+++ SUPPLIED RECORDS +++

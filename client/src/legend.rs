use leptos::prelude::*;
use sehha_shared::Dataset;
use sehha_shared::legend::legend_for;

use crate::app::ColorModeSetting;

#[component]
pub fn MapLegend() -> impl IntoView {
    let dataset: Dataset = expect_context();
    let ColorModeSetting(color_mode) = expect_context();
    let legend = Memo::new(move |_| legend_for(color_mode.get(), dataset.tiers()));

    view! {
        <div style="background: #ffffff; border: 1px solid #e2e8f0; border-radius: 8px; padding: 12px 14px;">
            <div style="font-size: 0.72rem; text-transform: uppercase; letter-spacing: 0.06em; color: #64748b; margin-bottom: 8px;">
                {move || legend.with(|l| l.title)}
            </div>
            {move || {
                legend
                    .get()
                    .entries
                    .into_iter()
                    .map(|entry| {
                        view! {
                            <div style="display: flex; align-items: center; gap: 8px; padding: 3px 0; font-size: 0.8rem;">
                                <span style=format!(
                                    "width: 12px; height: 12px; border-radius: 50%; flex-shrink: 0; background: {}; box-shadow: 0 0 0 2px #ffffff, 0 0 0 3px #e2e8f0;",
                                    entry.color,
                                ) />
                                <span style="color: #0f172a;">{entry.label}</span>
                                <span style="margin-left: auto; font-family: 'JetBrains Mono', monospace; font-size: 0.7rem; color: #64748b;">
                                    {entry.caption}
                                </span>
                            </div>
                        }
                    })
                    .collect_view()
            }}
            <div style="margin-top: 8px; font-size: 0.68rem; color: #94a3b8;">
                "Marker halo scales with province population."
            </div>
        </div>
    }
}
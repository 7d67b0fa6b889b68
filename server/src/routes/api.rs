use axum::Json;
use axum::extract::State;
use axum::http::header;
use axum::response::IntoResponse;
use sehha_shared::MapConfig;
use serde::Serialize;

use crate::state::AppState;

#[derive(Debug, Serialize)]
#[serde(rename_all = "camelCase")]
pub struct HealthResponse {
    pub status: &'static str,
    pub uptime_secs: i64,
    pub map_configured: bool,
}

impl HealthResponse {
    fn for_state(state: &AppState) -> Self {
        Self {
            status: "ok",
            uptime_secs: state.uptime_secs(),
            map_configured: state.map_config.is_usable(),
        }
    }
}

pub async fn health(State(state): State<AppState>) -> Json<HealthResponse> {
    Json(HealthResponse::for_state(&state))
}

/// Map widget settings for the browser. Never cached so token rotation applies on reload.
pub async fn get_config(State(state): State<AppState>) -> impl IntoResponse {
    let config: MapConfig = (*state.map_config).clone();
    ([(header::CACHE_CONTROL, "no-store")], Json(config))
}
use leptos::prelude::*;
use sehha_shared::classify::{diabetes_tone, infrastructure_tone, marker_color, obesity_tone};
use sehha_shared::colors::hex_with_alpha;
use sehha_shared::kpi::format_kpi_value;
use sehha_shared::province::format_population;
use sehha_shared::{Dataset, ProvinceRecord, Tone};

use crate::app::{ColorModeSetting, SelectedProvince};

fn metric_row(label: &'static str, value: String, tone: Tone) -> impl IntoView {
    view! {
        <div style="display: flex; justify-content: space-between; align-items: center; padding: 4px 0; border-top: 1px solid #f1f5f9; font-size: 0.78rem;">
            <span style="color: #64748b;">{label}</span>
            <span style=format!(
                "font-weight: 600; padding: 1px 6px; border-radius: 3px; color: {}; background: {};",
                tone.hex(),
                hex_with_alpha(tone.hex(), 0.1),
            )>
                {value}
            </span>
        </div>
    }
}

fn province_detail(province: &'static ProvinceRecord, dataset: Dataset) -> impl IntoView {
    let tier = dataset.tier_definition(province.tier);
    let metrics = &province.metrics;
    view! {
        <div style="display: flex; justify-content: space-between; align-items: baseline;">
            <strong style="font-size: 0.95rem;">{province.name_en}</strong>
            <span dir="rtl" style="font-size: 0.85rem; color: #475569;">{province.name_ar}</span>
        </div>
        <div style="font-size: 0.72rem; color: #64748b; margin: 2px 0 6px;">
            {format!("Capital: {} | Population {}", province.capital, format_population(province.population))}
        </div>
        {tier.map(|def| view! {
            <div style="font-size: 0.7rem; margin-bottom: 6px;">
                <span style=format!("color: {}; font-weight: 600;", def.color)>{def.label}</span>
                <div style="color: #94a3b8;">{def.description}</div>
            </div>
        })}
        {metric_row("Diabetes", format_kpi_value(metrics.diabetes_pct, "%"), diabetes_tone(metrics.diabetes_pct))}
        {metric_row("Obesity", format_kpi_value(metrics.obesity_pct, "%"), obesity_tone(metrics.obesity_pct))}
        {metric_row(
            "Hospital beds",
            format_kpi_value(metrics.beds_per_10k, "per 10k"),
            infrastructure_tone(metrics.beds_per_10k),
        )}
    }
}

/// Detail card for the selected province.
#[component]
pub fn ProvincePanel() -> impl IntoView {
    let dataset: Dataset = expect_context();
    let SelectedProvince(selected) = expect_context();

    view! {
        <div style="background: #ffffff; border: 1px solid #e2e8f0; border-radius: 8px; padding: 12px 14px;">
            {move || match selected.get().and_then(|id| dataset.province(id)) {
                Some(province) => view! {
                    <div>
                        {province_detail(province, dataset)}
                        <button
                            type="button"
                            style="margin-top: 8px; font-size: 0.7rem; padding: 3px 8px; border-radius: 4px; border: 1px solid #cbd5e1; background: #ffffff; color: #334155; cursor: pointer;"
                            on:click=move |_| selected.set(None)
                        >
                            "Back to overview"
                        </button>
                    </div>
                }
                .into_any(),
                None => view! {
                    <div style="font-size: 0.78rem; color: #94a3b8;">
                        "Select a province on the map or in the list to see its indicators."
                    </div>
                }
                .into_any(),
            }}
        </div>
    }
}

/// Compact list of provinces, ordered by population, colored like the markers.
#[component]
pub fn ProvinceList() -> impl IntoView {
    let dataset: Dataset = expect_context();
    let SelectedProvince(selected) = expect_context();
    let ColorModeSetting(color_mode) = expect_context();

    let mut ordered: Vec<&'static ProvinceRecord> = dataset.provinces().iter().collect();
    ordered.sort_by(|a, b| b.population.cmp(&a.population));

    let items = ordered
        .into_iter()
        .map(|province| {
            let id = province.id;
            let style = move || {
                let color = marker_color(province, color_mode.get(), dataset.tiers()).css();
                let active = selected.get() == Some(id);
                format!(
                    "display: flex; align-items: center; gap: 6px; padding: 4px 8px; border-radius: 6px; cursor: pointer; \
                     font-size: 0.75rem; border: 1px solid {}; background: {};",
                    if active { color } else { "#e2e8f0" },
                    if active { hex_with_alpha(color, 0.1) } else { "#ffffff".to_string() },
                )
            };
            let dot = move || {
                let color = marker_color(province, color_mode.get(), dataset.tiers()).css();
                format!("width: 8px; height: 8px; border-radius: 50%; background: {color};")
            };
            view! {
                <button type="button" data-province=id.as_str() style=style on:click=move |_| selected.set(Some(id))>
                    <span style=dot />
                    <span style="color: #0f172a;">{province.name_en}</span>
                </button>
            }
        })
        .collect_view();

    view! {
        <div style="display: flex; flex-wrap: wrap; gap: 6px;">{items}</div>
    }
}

+++

## WHAT THIS TASK INVOLVES
The answer must consist of every line from the data that contains the word "serde".

## SOLUTION
use serde::Serialize;
#[serde(rename_all = "camelCase")]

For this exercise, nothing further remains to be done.